The most accessible source of new music was the radio, where more underground electronic music began to be played sometime around 1993. Therefore, mixtapes were all he could afford, and although he had to wait 2-3 months to satisfy his craving for new beats and sounds, he associates this period not with negative feelings, but with the great excitement of immersing himself in new music. At first he would use elements from these mixtapes, re-recording them on blank cassettes and making his own edits, which, although not new, were "something new" for him.
He credits his first professional efforts in the studio to Konstantin Petrov from the DJ collective Porno BPM, with whom Strahil and his friends gained experience as resident DJs in various venues around Sofia before KinK launched on the international scene. He met Konstantin in 1997 in a music store and the two became close, and the following year he also introduced him to the Jeskola Buzz software platform. In fact, all these technical "limitations" made him all that more creative, and he quickly learned to achieve the results he wanted with what little was available him. His strength lay precisely in the ability to play with technology, and even now, when one of his "gadgets" fails him at a performance somewhere in the world, he always manages to make his two-hour set unforgettable anyway.
With the start of the new millennium, when KinK sent out his first CDs with original material to various labels, an authentic electronic scene finally appeared in Bulgaria, with big parties organized by Metropolis, the main promoters of this style of music. In 1999, on the tenth anniversary of the first techno party The Love Parade in Berlin (which took place five months before the fall of the Berlin Wall), the first Street Parade was organized in Sofia.
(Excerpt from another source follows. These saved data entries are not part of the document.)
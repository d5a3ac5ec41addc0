//! Transfer syntax metadata.
//!
//! The encapsulator only needs three facts about a transfer syntax: its byte
//! order, whether value representations are explicit, and whether pixel data
//! is stored as encapsulated fragments. [`TransferSyntax::from_uid`] resolves
//! those facts from a UID.

use std::fmt::{Display, Formatter, Result as FmtResult};

use dicom_encoding::transfer_syntax::{Endianness as RegistryEndianness, TransferSyntaxIndex};
use dicom_transfer_syntax_registry::TransferSyntaxRegistry;

/// Byte order of multi-byte values.
#[derive(Debug, Clone, Copy, PartialEq, Eq)]
pub enum Endianness {
    /// Least significant byte first.
    Little,
    /// Most significant byte first.
    Big,
}

/// The pixel-data relevant properties of a DICOM transfer syntax.
#[derive(Debug, Clone, PartialEq, Eq)]
pub struct TransferSyntax {
    uid: String,
    endianness: Endianness,
    explicit_vr: bool,
    encapsulated: bool,
}

/// UID of Implicit VR Little Endian.
pub const IMPLICIT_VR_LITTLE_ENDIAN: &str = "1.2.840.10008.1.2";
/// UID of Explicit VR Little Endian.
pub const EXPLICIT_VR_LITTLE_ENDIAN: &str = "1.2.840.10008.1.2.1";
/// UID of Explicit VR Big Endian (retired).
pub const EXPLICIT_VR_BIG_ENDIAN: &str = "1.2.840.10008.1.2.2";
/// UID of Deflated Explicit VR Little Endian.
pub const DEFLATED_EXPLICIT_VR_LITTLE_ENDIAN: &str = "1.2.840.10008.1.2.1.99";
/// UID of Encapsulated Uncompressed Explicit VR Little Endian.
pub const ENCAPSULATED_UNCOMPRESSED_EXPLICIT_VR_LITTLE_ENDIAN: &str = "1.2.840.10008.1.2.1.98";
/// UID of JPEG Baseline (Process 1).
pub const JPEG_BASELINE: &str = "1.2.840.10008.1.2.4.50";
/// UID of JPEG Lossless, First-Order Prediction (Process 14 SV1).
pub const JPEG_LOSSLESS_SV1: &str = "1.2.840.10008.1.2.4.70";
/// UID of RLE Lossless.
pub const RLE_LOSSLESS: &str = "1.2.840.10008.1.2.5";
/// UID of JPIP Referenced.
pub const JPIP_REFERENCED: &str = "1.2.840.10008.1.2.4.94";
/// UID of JPIP Referenced Deflate.
pub const JPIP_REFERENCED_DEFLATE: &str = "1.2.840.10008.1.2.4.95";

impl TransferSyntax {
    /// Resolve a transfer syntax from its UID.
    ///
    /// Trailing NUL padding and whitespace are ignored. Byte order, VR
    /// explicitness and pixel data encapsulation come from the dicom-rs
    /// transfer syntax registry. UIDs the registry does not know resolve to
    /// explicit VR little endian.
    pub fn from_uid(uid: &str) -> Self {
        let uid = uid.trim_end_matches('\0').trim();
        let (endianness, explicit_vr, encapsulated) = match TransferSyntaxRegistry.get(uid) {
            Some(entry) => {
                let endianness = match entry.endianness() {
                    RegistryEndianness::Big => Endianness::Big,
                    RegistryEndianness::Little => Endianness::Little,
                };
                (endianness, entry.is_explicit_vr(), entry.is_encapsulated_pixel_data())
            }
            None => {
                log::debug!("Transfer syntax {uid} is not registered, assuming explicit VR little endian");
                (Endianness::Little, true, false)
            }
        };

        Self {
            uid: uid.to_string(),
            endianness,
            explicit_vr,
            encapsulated,
        }
    }

    /// Implicit VR Little Endian, the default DICOM transfer syntax.
    pub fn implicit_vr_little_endian() -> Self {
        Self::from_uid(IMPLICIT_VR_LITTLE_ENDIAN)
    }

    /// Explicit VR Little Endian.
    pub fn explicit_vr_little_endian() -> Self {
        Self::from_uid(EXPLICIT_VR_LITTLE_ENDIAN)
    }

    /// Explicit VR Big Endian.
    pub fn explicit_vr_big_endian() -> Self {
        Self::from_uid(EXPLICIT_VR_BIG_ENDIAN)
    }

    /// The normalized UID.
    pub fn uid(&self) -> &str {
        &self.uid
    }

    /// Byte order of the syntax.
    pub fn endianness(&self) -> Endianness {
        self.endianness
    }

    /// Whether value representations are written explicitly.
    pub fn is_explicit_vr(&self) -> bool {
        self.explicit_vr
    }

    /// Whether pixel data is stored as a fragment sequence.
    pub fn is_encapsulated(&self) -> bool {
        self.encapsulated
    }

    /// True only for Implicit VR Little Endian.
    pub fn is_implicit_vr_little_endian(&self) -> bool {
        !self.explicit_vr && self.endianness == Endianness::Little && !self.encapsulated
    }
}

impl Display for TransferSyntax {
    fn fmt(&self, f: &mut Formatter<'_>) -> FmtResult {
        f.write_str(&self.uid)
    }
}
//! The dataset contract the conversion pipelines depend on.
//!
//! The pipelines never parse DICOM themselves. They open sources through a
//! [`SourceOpener`] and talk to the resulting [`DicomSource`]: attribute
//! lookup by keyword, frame rendering, raw frame retrieval and pixel data
//! replacement. [`DicomFile`](crate::DicomFile) is the production
//! implementation; tests substitute in-memory sources.

use std::path::{Path, PathBuf};
use std::str::FromStr;

use image::DynamicImage;

use crate::encapsulation::PixelContainerElement;
use crate::error::ConvertError;
use crate::transfer_syntax::TransferSyntax;

/// An opened dataset holding one or more image frames.
///
/// `Clone` yields an independent working copy; the pipelines clone the
/// dataset for every frame so that rendering one frame can never mutate the
/// state seen by the next.
pub trait DicomSource: Clone + Send {
    /// The string value of the attribute named by `keyword` (e.g. `"Rows"`),
    /// with padding removed, or `None` if it is absent.
    fn attribute(&self, keyword: &str) -> Option<String>;

    /// UID of the transfer syntax the dataset is stored with.
    fn transfer_syntax_uid(&self) -> String;

    /// Render frame `index` to a raster image.
    fn render_frame(&self, index: u32) -> Result<DynamicImage, ConvertError>;

    /// The raw, still-encoded buffer of frame `index`.
    fn raw_frame(&self, index: u32) -> Result<Vec<u8>, ConvertError>;

    /// Replace the Pixel Data with `element` and mark the dataset as
    /// holding `element.frame_count()` frames.
    fn replace_pixel_data(&mut self, element: PixelContainerElement) -> Result<(), ConvertError>;

    /// Write the dataset to `path`.
    fn save(&self, path: &Path) -> Result<(), ConvertError>;

    /// Parse an attribute, falling back to `default` when it is absent or
    /// does not parse.
    fn attribute_or<T: FromStr>(&self, keyword: &str, default: T) -> T {
        self.attribute(keyword)
            .and_then(|value| value.trim().parse().ok())
            .unwrap_or(default)
    }

    /// The advertised `NumberOfFrames`, `0` when absent.
    fn frame_count(&self) -> u32 {
        self.attribute_or("NumberOfFrames", 0)
    }

    /// `SOPInstanceUID`, empty when absent.
    fn sop_instance_uid(&self) -> String {
        self.attribute("SOPInstanceUID").unwrap_or_default()
    }

    /// `BitsAllocated`, `0` when absent.
    fn bits_allocated(&self) -> u16 {
        self.attribute_or("BitsAllocated", 0)
    }

    /// `(Columns, Rows)`.
    fn dimensions(&self) -> Result<(u32, u32), ConvertError> {
        let columns = self.attribute_or("Columns", 0u32);
        if columns == 0 {
            return Err(ConvertError::MissingAttribute("Columns"));
        }
        let rows = self.attribute_or("Rows", 0u32);
        if rows == 0 {
            return Err(ConvertError::MissingAttribute("Rows"));
        }
        Ok((columns, rows))
    }

    /// The parsed transfer syntax.
    fn transfer_syntax(&self) -> TransferSyntax {
        TransferSyntax::from_uid(&self.transfer_syntax_uid())
    }
}

/// Opens [`DicomSource`]s by path.
pub trait SourceOpener: Send + Sync + 'static {
    /// The dataset type this opener produces.
    type Source: DicomSource;

    /// Open and parse the file at `path`.
    fn open(&self, path: &Path) -> Result<Self::Source, ConvertError>;
}

/// What a conversion reads its frames from.
#[derive(Debug, Clone, PartialEq, Eq)]
pub enum SourceDescriptor {
    /// One file holding many frames.
    MultiFrame {
        /// Path of the multi-frame file.
        path: PathBuf,
    },
    /// An ordered list of single-frame files.
    SingleFrameList {
        /// Paths in playback order.
        paths: Vec<PathBuf>,
    },
}

impl SourceDescriptor {
    /// A multi-frame source.
    pub fn multi_frame<P: Into<PathBuf>>(path: P) -> Self {
        SourceDescriptor::MultiFrame { path: path.into() }
    }

    /// A list of single-frame sources.
    pub fn single_frame_list<I, P>(paths: I) -> Self
    where
        I: IntoIterator<Item = P>,
        P: Into<PathBuf>,
    {
        SourceDescriptor::SingleFrameList {
            paths: paths.into_iter().map(Into::into).collect(),
        }
    }
}

/// Zero-based frame selection for multi-frame video assembly.
///
/// `end` is exclusive. `end == 0` means "up to the source's frame count".
#[derive(Debug, Clone, Copy, PartialEq, Eq, Default)]
pub struct FrameRange {
    /// First frame to process.
    pub begin: u32,
    /// One past the last frame, or `0` to derive it from the source.
    pub end: u32,
}

impl FrameRange {
    /// `begin..end`.
    pub fn new(begin: u32, end: u32) -> Self {
        Self { begin, end }
    }

    /// Every frame of the source.
    pub fn all() -> Self {
        Self::default()
    }

    /// Resolve the sentinel against `frame_count` (a count of 0 counts as 1).
    ///
    /// # Errors
    ///
    /// [`ConvertError::InvalidRange`] if `begin` lies past the resolved end.
    pub fn resolve(self, frame_count: u32) -> Result<(u32, u32), ConvertError> {
        let end = if self.end == 0 {
            frame_count.max(1)
        } else {
            self.end
        };
        if self.begin > end {
            return Err(ConvertError::InvalidRange {
                begin: self.begin,
                end,
            });
        }
        Ok((self.begin, end))
    }
}

/// Fail with [`ConvertError::SourceNotFound`] unless `path` exists.
pub(crate) fn require_exists(path: &Path) -> Result<(), ConvertError> {
    if path.exists() {
        Ok(())
    } else {
        Err(ConvertError::SourceNotFound(path.to_path_buf()))
    }
}
//! Async adapters for conversion jobs.
//!
//! Jobs always run on the controller's worker thread. This module lets an
//! async caller observe them without blocking the runtime: [`progress_channel`]
//! turns progress callbacks into a [`ProgressStream`], and
//! [`JobController::wait_async`] joins the worker on a blocking task.
//!
//! # Example
//!
//! ```no_run
//! use tokio_stream::StreamExt;
//!
//! use dicomconvert::{ConversionJob, ConvertError, DicomFileOpener, JobController};
//!
//! # async fn example() -> Result<(), ConvertError> {
//! let (callback, mut events) = dicomconvert::progress_channel();
//! let mut controller = JobController::extraction(DicomFileOpener);
//! controller.start(ConversionJob::extract_frames("cine.dcm", "tmpframe"), callback)?;
//!
//! while let Some(event) = events.next().await {
//!     println!("{:.0}%", event.percent);
//! }
//! let outcome = controller.wait_async().await;
//! # Ok(())
//! # }
//! ```

use std::pin::Pin;
use std::sync::Arc;
use std::task::{Context, Poll};

use tokio::sync::mpsc::{UnboundedReceiver, UnboundedSender, unbounded_channel};
use tokio_stream::Stream;

use crate::avi::VideoSinkFactory;
use crate::error::ConvertError;
use crate::job::{JobController, JobOutcome};
use crate::progress::{ProgressCallback, ProgressEvent};
use crate::source::SourceOpener;

/// Forwards progress events into a [`ProgressStream`].
///
/// Sending never blocks the worker. Events are dropped once the stream has
/// been dropped.
#[derive(Debug, Clone)]
pub struct ChannelProgress {
    sender: UnboundedSender<ProgressEvent>,
}

impl ProgressCallback for ChannelProgress {
    fn on_progress(&self, event: &ProgressEvent) {
        let _ = self.sender.send(event.clone());
    }
}

/// Progress events of a running job as an async stream.
///
/// The stream ends when the job terminates and the controller has released
/// its callback.
pub struct ProgressStream {
    receiver: UnboundedReceiver<ProgressEvent>,
}

impl Stream for ProgressStream {
    type Item = ProgressEvent;

    fn poll_next(mut self: Pin<&mut Self>, cx: &mut Context<'_>) -> Poll<Option<Self::Item>> {
        self.receiver.poll_recv(cx)
    }
}

/// A connected callback/stream pair.
pub fn progress_channel() -> (Arc<ChannelProgress>, ProgressStream) {
    let (sender, receiver) = unbounded_channel();
    (
        Arc::new(ChannelProgress { sender }),
        ProgressStream { receiver },
    )
}

impl<O, F> JobController<O, F>
where
    O: SourceOpener,
    F: VideoSinkFactory,
{
    /// Await the current job without blocking the async runtime.
    ///
    /// Consumes the controller; the join happens on a blocking task.
    pub async fn wait_async(mut self) -> Option<JobOutcome> {
        tokio::task::spawn_blocking(move || self.wait())
            .await
            .unwrap_or_else(|error| {
                Some(JobOutcome::Failed(ConvertError::WorkerPanicked(
                    error.to_string(),
                )))
            })
    }
}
Like its famous predecessor, it was attended by a diverse crowd of young people keen to express their freedom, with techno as their soundtrack.
Shot from the first Street Parade in Sofia / Photo: Bulgarian Rave Archive
Visual artist Vladislav Iliev – a.k.a. Vladzen – set out to locate and digitize all available audio, video, printed, photographic and visual materials from the turn of the millennium, the peak of the electronic music scene in Bulgaria (1999-2001). This was when clubs like Spartacus, Chervilo, Yalta, Blaze, Fader and Indigo laid the foundations for this renaissance. Vladzen’s idea for creating the Bulgarian Rave Archive is not just about nostalgia for the years when trains to the capital were overflowing with colorful and diverse people with unusual outfits, make-up and hairstyles whenever there was a big electronica party, but also the belief that all of this tells an important story about the difficult transition to democracy, one that is still ongoing. The project was first presented through an interactive exhibition at the end of 2021, and now it has its own digital home, which Vladzen will keep building and improving. One of his ideas is to publish a print version, because the connection between generations should not be lost; after all, in order to understand the “now” we must first come to terms with the “before.”